* [DIRECTIONS FOR THIS TASK] Below are some records. Copy every line in them that holds "start".

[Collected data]

·····

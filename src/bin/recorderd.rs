//! recorderd - frame recorder daemon
//!
//! This daemon:
//! 1. Loads camera and storage sections from the config file
//! 2. Refuses to start if another instance holds the pidfile
//! 3. Polls every camera round-robin and archives frames into tar containers
//! 4. Closes every open container on Ctrl-C

use anyhow::Result;
use clap::Parser;
use std::path::PathBuf;
use std::process::ExitCode;
use std::sync::atomic::{AtomicBool, Ordering};
use std::sync::Arc;

use frame_recorder::{logging, PidFile, RecorderConfig, Server, ServerError, StatvfsProbe};

/// Exit status when the config registers no cameras.
const EXIT_NO_SOURCES: u8 = 3;

#[derive(Parser, Debug)]
#[command(author, version, about = "Archive HTTP camera snapshots into rotating tar files")]
struct Args {
    /// Path to the recorder config file.
    #[arg(long, env = "RECORDER_CONFIG", default_value = "recorder.toml")]
    config: PathBuf,
    /// Override the pidfile location from the config file.
    #[arg(long, env = "RECORDER_PIDFILE")]
    pidfile: Option<PathBuf>,
    /// Override the log directory from the config file.
    #[arg(long, env = "RECORDER_LOG_DIR")]
    log_dir: Option<PathBuf>,
}

fn main() -> ExitCode {
    let args = Args::parse();
    if let Err(err) = logging::init() {
        eprintln!("recorderd: {:#}", err);
        return ExitCode::FAILURE;
    }
    match run(args) {
        Ok(code) => code,
        Err(err) => {
            log::error!("{:#}", err);
            ExitCode::FAILURE
        }
    }
}

fn run(args: Args) -> Result<ExitCode> {
    let mut cfg = RecorderConfig::load_from(&args.config)?;
    if let Some(pidfile) = args.pidfile {
        cfg.pidfile = pidfile;
    }
    if let Some(log_dir) = args.log_dir {
        cfg.log_dir = Some(log_dir);
    }

    if let Some(path) = logging::attach(cfg.log_dir.as_deref())? {
        log::info!("logging to {}", path.display());
    }

    let _pidfile = PidFile::acquire(&cfg.pidfile)?;

    let probe = Arc::new(StatvfsProbe);
    let mut server = Server::new();
    for source in cfg.sources {
        let id = source.id.clone();
        if let Err(err) = server.add_source(source, probe.clone()) {
            log::warn!("camera {:?} not registered: {}", id, err);
        }
    }

    let shutdown = Arc::new(AtomicBool::new(false));
    let flag = shutdown.clone();
    ctrlc::set_handler(move || {
        flag.store(true, Ordering::SeqCst);
    })?;

    match server.start(&shutdown) {
        Ok(()) => Ok(ExitCode::SUCCESS),
        Err(ServerError::NoSources) => Ok(ExitCode::from(EXIT_NO_SOURCES)),
        Err(err) => Err(err.into()),
    }
}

·····

* [SOLUTION FOR THIS EXERCISE]
//! 2. Refuses to start if another instance holds the pidfile
    match server.start(&shutdown) {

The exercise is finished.